Two words: “Look Within.” No, we don’t mean in the squishy, metaphoric, yoga-doing, meditation-obsessed kinda way. What we mean is that you should be leveraging your coworkers and internal teams in order to help you (1) Figure out what you should be buying (just ask!) and; (2) Chances are, someone on your team probably has information on the pricing scheme of a certain technology/solution you’re interested in procuring.
Your first issue to address is figuring out what you should be procuring for your team. This can be tricky, especially if you don’t fully understand the technical and business needs of your team, which is even more reason to leverage them (i.e. talk to them or observe them)! As a procurement professional, you need to be as much strategic in your day-to-day activities as you are tactical. Planning ahead and understanding how the tools you procure will affect and influence each and every employee at your company will make you more effective and valuable. In order to be more strategic, you need to connect with your customer. Unlike your company’s customer, your customer, as a procurement professional, are the employees of the firm. You serve them. So, in order to deliver the best tools and solutions to them, you need to understand their problems, wants and needs first. The best way to do that is by talking to them. Stop reading articles or theorizing about what they need – the answer may be sitting right next to you.

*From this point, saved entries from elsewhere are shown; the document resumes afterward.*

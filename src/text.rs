// src/text.rs
//
// HTML body → plain text, used on both sides of a diff.
//
// Rendering is undecorated: no `**bold**`, no `[link]` markers, no link
// footnotes, no list bullets. Formatting-only edits therefore never show up
// as word changes.

use html2text::render::TrivialDecorator;

use crate::config::consts::RENDER_WIDTH_MARGIN;
use crate::core::html;

// Horizontal rules are drawn as a run of this character as wide as the render
const RULE_CHAR: char = '─';

/// Render an HTML body as plain text without inserting line wraps.
/// `None` and blank input give an empty string. If html2text rejects the
/// input, falls back to a plain tag strip so a bad body never breaks a tick.
pub fn normalize(html_body: Option<&str>) -> String {
    let Some(body) = html_body.filter(|b| !b.trim().is_empty()) else {
        return s!();
    };

    // Wider than any line the body can produce, so nothing wraps
    let width = body.len().saturating_add(RENDER_WIDTH_MARGIN);

    match html2text::config::with_decorator(TrivialDecorator::new())
        .raw_mode(true)
        .no_link_wrapping()
        .allow_width_overflow()
        .string_from_read(body.as_bytes(), width)
    {
        Ok(text) => drop_rules(&text),
        Err(e) => {
            logd!("html2text failed ({e}), falling back to tag strip");
            html::strip_tags(body)
        }
    }
}

// Rule length tracks the render width, which tracks the body length
fn drop_rules(text: &str) -> String {
    let mut out = String::with_capacity(text.len());
    for line in text.lines() {
        let t = line.trim();
        if !t.is_empty() && t.chars().all(|c| c == RULE_CHAR) {
            continue;
        }
        out.push_str(line);
        out.push('\n');
    }
    out
}
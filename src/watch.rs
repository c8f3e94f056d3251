// src/watch.rs
//
// One tick: load baseline → fetch → decide → (notify → persist).
// The decision itself is pure; everything with side effects stays in `run_tick`.

use std::thread;
use std::time::{Duration, Instant};

use crate::error::WatchError;
use crate::notify::Notifier;
use crate::source::{PageSource, PageVersion};
use crate::store::{Snapshot, SnapshotStore};
use crate::summary::{self, ChangeSummary};

/// What a fetched version means relative to the stored snapshot.
#[derive(Debug, PartialEq, Eq)]
pub enum Decision {
    /// Nothing stored yet: record this version, stay quiet.
    Baseline(Snapshot),
    /// Same or older version than stored.
    Unchanged,
    /// Newer version: send `message`, then store `next`.
    Changed {
        previous: u64,
        summary: ChangeSummary,
        message: String,
        next: Snapshot,
    },
}

pub fn decide(stored: &Snapshot, page: &PageVersion) -> Decision {
    let Some(previous) = stored.version else {
        return Decision::Baseline(Snapshot::observed(page.version, &page.html_body));
    };
    if page.version <= previous {
        return Decision::Unchanged;
    }

    let summary = ChangeSummary::between(stored.body.as_deref(), Some(page.html_body.as_str()));
    let message = summary::render_message(page, previous, &summary);
    Decision::Changed {
        previous,
        summary,
        message,
        next: Snapshot::observed(page.version, &page.html_body),
    }
}

#[derive(Debug)]
pub enum TickOutcome {
    Baseline(u64),
    Unchanged(u64),
    Notified { from: u64, to: u64 },
    /// The tick stopped early; stored state is whatever it was before.
    Failed(WatchError),
}

/// Run one tick. Errors are logged and reported in the outcome, never raised.
pub fn run_tick(
    source: &dyn PageSource,
    store: &dyn SnapshotStore,
    notifier: &dyn Notifier,
) -> TickOutcome {
    let stored = store.load();

    let page = match source.fetch_page() {
        Ok(p) => p,
        Err(e) => {
            loge!("{e}");
            return TickOutcome::Failed(e);
        }
    };

    match decide(&stored, &page) {
        Decision::Baseline(next) => {
            logf!("First observation of \"{}\": version {} recorded as baseline", page.title, page.version);
            if let Err(e) = store.save(&next) {
                loge!("Could not save baseline: {e}");
                return TickOutcome::Failed(WatchError::Store(e));
            }
            TickOutcome::Baseline(page.version)
        }
        Decision::Unchanged => {
            logd!("Version {} unchanged (stored {:?})", page.version, stored.version);
            TickOutcome::Unchanged(page.version)
        }
        Decision::Changed { previous, summary, message, next } => {
            logf!(
                "\"{}\" changed: version {previous} → {}, {} added row(s)",
                page.title,
                page.version,
                summary.added_rows.len()
            );
            logd!("Diff excerpt ({} chars): {}", summary.diff_excerpt.chars().count(), summary.diff_excerpt);

            if let Err(e) = notifier.post(&message) {
                loge!("{e}");
                return TickOutcome::Failed(e);
            }
            logf!("Notification sent for version {}", page.version);

            // Next tick re-notifies if this fails
            if let Err(e) = store.save(&next) {
                loge!("Notified, but could not save snapshot: {e}");
                return TickOutcome::Failed(WatchError::Store(e));
            }
            TickOutcome::Notified { from: previous, to: page.version }
        }
    }
}

/* ---------------- Schedule ---------------- */

/// Next fixed-rate slot after `due` that is not already in the past at `now`.
/// Returns the slot and how many slots were skipped because a tick overran,
/// or `None` when the slot lies beyond what `Instant` can represent.
pub fn next_slot(due: Instant, now: Instant, interval: Duration) -> Option<(Instant, u64)> {
    let mut next = due.checked_add(interval)?;
    let mut skipped = 0u64;
    while next < now {
        next = next.checked_add(interval)?;
        skipped += 1;
    }
    Some((next, skipped))
}

/// Polls one page forever on a fixed-rate schedule.
/// Ticks run on the calling thread, one at a time, so they can never overlap.
pub struct Watcher {
    source: Box<dyn PageSource>,
    store: Box<dyn SnapshotStore>,
    notifier: Box<dyn Notifier>,
    interval: Duration,
}

impl Watcher {
    pub fn new(
        source: Box<dyn PageSource>,
        store: Box<dyn SnapshotStore>,
        notifier: Box<dyn Notifier>,
        interval: Duration,
    ) -> Self {
        Self { source, store, notifier, interval }
    }

    pub fn tick(&self) -> TickOutcome {
        run_tick(self.source.as_ref(), self.store.as_ref(), self.notifier.as_ref())
    }

    pub fn run(&self) -> ! {
        let mut due = Instant::now();
        loop {
            self.tick();

            match next_slot(due, Instant::now(), self.interval) {
                Some((next, skipped)) => {
                    if skipped > 0 {
                        logw!("Tick overran the {:?} interval, skipped {skipped} slot(s)", self.interval);
                    }
                    due = next;
                    thread::sleep(due.saturating_duration_since(Instant::now()));
                }
                None => {
                    loge!("Next tick after {:?} is out of range, sleeping a full interval", self.interval);
                    thread::sleep(self.interval);
                    due = Instant::now();
                }
            }
        }
    }
}

#[cfg(test)]
mod tests {
    use super::*;

    fn page(version: u64, body: &str) -> PageVersion {
        PageVersion {
            version,
            title: s!("Roster"),
            html_body: s!(body),
            url: s!("https://wiki.example.com/x"),
            editor: s!("Ana"),
            edited_at: s!("2026-10-19T09:15:00Z"),
            comment: None,
        }
    }

    #[test]
    fn first_observation_is_baseline_whatever_the_version() {
        for v in [0, 1, 999] {
            let d = decide(&Snapshot::default(), &page(v, "<p>a</p>"));
            assert_eq!(d, Decision::Baseline(Snapshot::observed(v, "<p>a</p>")));
        }
    }

    #[test]
    fn same_or_older_version_is_unchanged() {
        let stored = Snapshot::observed(5, "<p>a</p>");
        assert_eq!(decide(&stored, &page(5, "<p>b</p>")), Decision::Unchanged);
        assert_eq!(decide(&stored, &page(3, "<p>b</p>")), Decision::Unchanged);
    }

    #[test]
    fn newer_version_builds_message_and_next_snapshot() {
        let stored = Snapshot::observed(5, "<p>status open</p>");
        let Decision::Changed { previous, summary, message, next } =
            decide(&stored, &page(6, "<p>status closed</p>"))
        else {
            panic!("expected a change");
        };
        assert_eq!(previous, 5);
        assert_eq!(next, Snapshot::observed(6, "<p>status closed</p>"));
        assert!(summary.diff_excerpt.contains("[-] open"));
        assert!(summary.diff_excerpt.contains("[+] closed"));
        assert!(message.contains("*Version*: 5 → 6"));
    }

    #[test]
    fn version_bump_with_same_body_still_notifies() {
        let stored = Snapshot::observed(1, "<p>same</p>");
        let d = decide(&stored, &page(2, "<p>same</p>"));
        let Decision::Changed { summary, .. } = d else { panic!("expected a change") };
        assert!(!summary.has_text_changes());
    }

    #[test]
    fn stored_version_without_body_diffs_against_empty() {
        let stored = Snapshot { version: Some(1), body: None };
        let Decision::Changed { summary, .. } = decide(&stored, &page(2, "<p>hello</p>")) else {
            panic!("expected a change");
        };
        assert!(summary.diff_excerpt.contains("[+] hello"));
    }

    #[test]
    fn next_slot_on_time() {
        let t0 = Instant::now();
        let i = Duration::from_secs(60);
        let (next, skipped) = next_slot(t0, t0 + Duration::from_secs(5), i).unwrap();
        assert_eq!(next, t0 + i);
        assert_eq!(skipped, 0);
    }

    #[test]
    fn next_slot_skips_overrun_slots() {
        let t0 = Instant::now();
        let i = Duration::from_secs(60);
        let (next, skipped) = next_slot(t0, t0 + Duration::from_secs(150), i).unwrap();
        assert_eq!(next, t0 + Duration::from_secs(180));
        assert_eq!(skipped, 2);
    }

    #[test]
    fn next_slot_out_of_range_is_none() {
        let t0 = Instant::now();
        assert_eq!(next_slot(t0, t0, Duration::from_secs(u64::MAX)), None);
    }
}
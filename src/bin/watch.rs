// src/bin/watch.rs
use color_eyre::eyre::WrapErr;
use wiki_watch::cli;

fn main() -> color_eyre::Result<()> {
    color_eyre::install()?;
    cli::run().wrap_err("wiki_watch stopped")
}
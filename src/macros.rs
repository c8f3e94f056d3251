// src/macros.rs
#[macro_export]
macro_rules! s {
    // String shorthand!

    // Zero-arg → String::new()
    () => {
        ::std::string::String::new()
    };
    // Any single expression: literal, const or variable
    ($expr:expr) => {
        ::std::string::String::from($expr)
    };
}

#[macro_export]
macro_rules! join {
    // String-type concatenation shorthand!
    ($first:expr $(, $rest:expr)+ $(,)?) => {{
        let mut s = ::std::string::String::from($first);
        $(
            s.push_str($rest);
        )+
        s
    }};
}

/* ---------------- Logging ---------------- */

/// Info-level logging
#[macro_export]
macro_rules! logf {
    ($($arg:tt)*) => {
        $crate::log::write_log($crate::log::Level::Info, &format!($($arg)*))
    };
}

/// Warn-level logging
#[macro_export]
macro_rules! logw {
    ($($arg:tt)*) => {
        $crate::log::write_log($crate::log::Level::Warn, &format!($($arg)*))
    };
}

/// Debug-level logging (dropped unless verbose)
#[macro_export]
macro_rules! logd {
    ($($arg:tt)*) => {
        $crate::log::write_log($crate::log::Level::Debug, &format!($($arg)*))
    };
}

/// Error-level logging
#[macro_export]
macro_rules! loge {
    ($($arg:tt)*) => {
        $crate::log::write_log($crate::log::Level::Error, &format!($($arg)*))
    };
}
// src/lib.rs

#[macro_use]
pub mod macros;

pub mod cli;
pub mod config;
pub mod core;
pub mod error;
pub mod log;

pub mod diff;
pub mod notify;
pub mod source;
pub mod store;
pub mod summary;
pub mod tables;
pub mod text;
pub mod watch;

pub use error::{Result, WatchError};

Now let’s address the second issue: figuring out pricing and price comparison for a specific solution or tool you plan to procure. There simply aren’t enough (if any) good price comparison tools for procurement professionals, at least when it comes to software solutions. So what is one to do in collecting pricing data before making a purchase to ensure you’re not overpaying for a technology? You can’t ask the vendor out right. Google isn’t helpful. So what do you do? The answer is again, look within. Chances are, someone at your company has either used or even procured the technology you’re looking at (especially if the solution was proposed by an employee). So why not go to the departments or individuals within your organization and ask for pricing data on software solutions they’ve procured? Even if they don’t know the exact technology, pricing for comparative products will suffice (and may be even more advantageous to have when you’re trying to negotiate a price down).
The bottom line is: don’t underestimate your internal teams and departments as valuable sources of data and information. Underutilizing them is a wasted opportunity and leads to money loss and wasted efforts. So go forth, take a stroll around the office, send an email and make your own company your secret weapon for procurement.